2021 Fiscal Year Annual Research Report
曲げとねじれのモードカップリングを通して、分裂期染色体の凝縮を理解する
Publicly Offered Research
Project Area | Genome modality: understanding physical properties of the genome |
Project/Area Number |
21H05765
|
Research Institution | Institute of Physical and Chemical Research |
Principal Investigator |
横田 宏 国立研究開発法人理化学研究所, 数理創造プログラム, 特別研究員 (10846356)
|
Project Period (FY) |
2021-09-10 – 2023-03-31
|
Keywords | 染色体凝縮 / 粗視化分子動力学シミュレーション / 核様体 |
Outline of Annual Research Achievements |
染色体は、クロマチンが連続するループ構造を作ることで棒状に凝縮したものであり、そのループはコンデンシンによって形成される。コンデンシンは、DNAの中心軸自体がねじれた構造 (スーパーコイル構造)をも取り入れるが、染色体に対するスーパーコイルの影響は未解明問題の一つである。 そこで、染色体凝縮に対するスーパーコイル生成の影響を調べるため、ランジュバンシミュレーションに基づいた力学モデルを構築した。スーパーコイルのような「ねじれ」構造を扱う場合には、鎖の中心軸周りの「ねじれ」であるtwistと鎖の中心軸自体の「ねじれ」であるwritheとを表現する必要がある。従来までのクロマチンを表現するモデル高分子には、twistが取り入れられていなかった。そこで、まず、従来のモデル高分子 (バネ-ビーズモデル)を拡張し、twist弾性をも取り入れたモデルを構築した。
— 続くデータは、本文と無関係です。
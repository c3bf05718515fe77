pub mod config;
pub mod price;
pub mod signal;
pub mod window;

pub use config::{BacktestConfig, ConfigError, DataConfig, OptimizerConfig, StrategyConfig};
pub use price::{PriceBar, PriceError, PriceSeries};
pub use signal::CrossoverEvent;
pub use window::{SearchGrid, StepRange, WindowPair};
use serde::{Deserialize, Serialize};

/// Discrete regime change of the crossover signal.
///
/// Used for chart annotation only, never for position sizing.
#[derive(Debug, Clone, Copy, PartialEq, Eq, Serialize, Deserialize)]
#[serde(rename_all = "lowercase")]
pub enum CrossoverEvent {
    /// Signal went 0 -> 1.
    Buy,
    /// Signal went 1 -> 0.
    Sell,
}

impl CrossoverEvent {
    /// Map a crossover value (`signal[t] - signal[t-1]`) to an event.
    pub fn from_crossover(value: f64) -> Option<Self> {
        if value > 0.0 {
            Some(CrossoverEvent::Buy)
        } else if value < 0.0 {
            Some(CrossoverEvent::Sell)
        } else {
            None
        }
    }

    pub fn as_str(&self) -> &'static str {
        match self {
            CrossoverEvent::Buy => "buy",
            CrossoverEvent::Sell => "sell",
        }
    }
}

#[cfg(test)]
mod tests {
    use super::*;

    #[test]
    fn test_from_crossover() {
        assert_eq!(CrossoverEvent::from_crossover(1.0), Some(CrossoverEvent::Buy));
        assert_eq!(CrossoverEvent::from_crossover(-1.0), Some(CrossoverEvent::Sell));
        assert_eq!(CrossoverEvent::from_crossover(0.0), None);
        assert_eq!(CrossoverEvent::from_crossover(f64::NAN), None);
    }
}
R3年度は、このモデルを用いてねじれ変形を取り入れたループ生成のシミュレーションを行い、スーパーコイルを含むループ生成を観察した。 また、「ねじれ」が重要となる現象として、葉緑体内のcircular DNAの振る舞いが挙げられる。葉緑体内のcircular DNAはスーパーコイルを含む凝集体(核様体)を生成しており、細胞分裂時にはDNAの切断により、凝集体が分散すると考えられている。研究代表者は、この現象をモデル化し、ランジュバンシミュレーションを行った。まず、二重らせんを持つモデル高分子とそれによるスーパーコイル構造を構築した。さらに、ビーズの欠損を用いて、DNAの切断をモデル化した。ビーズの欠損によりスーパーコイルの崩壊が確認でき、凝集体分散のメカニズムについての仮説を支持する結果を得た。
|
Current Status of Research Progress |
Current Status of Research Progress
2: Research has progressed on the whole more than it was originally planned.
Reason
ねじれを表現するためのミニマルモデル高分子を構築した。また、そのモデルを用いて、ねじれ変形をも取り入れたループ生成のモデルも構築した。 さらに、このモデルを用いて、ループ構造の各パラメータ依存性を確認しており、本格的に物理的な側面について議論できる段階にきているため、順調に進展していると判断できる。
|
Strategy for Future Research Activity |
各パラメータを変化させながら、ねじれ変形をも取り入れたループ生成のシミュレーションを行い、そのループ構造を観察する。 またループ構造がどのようなパラメータに依存して、生成されうるかを明らかにする。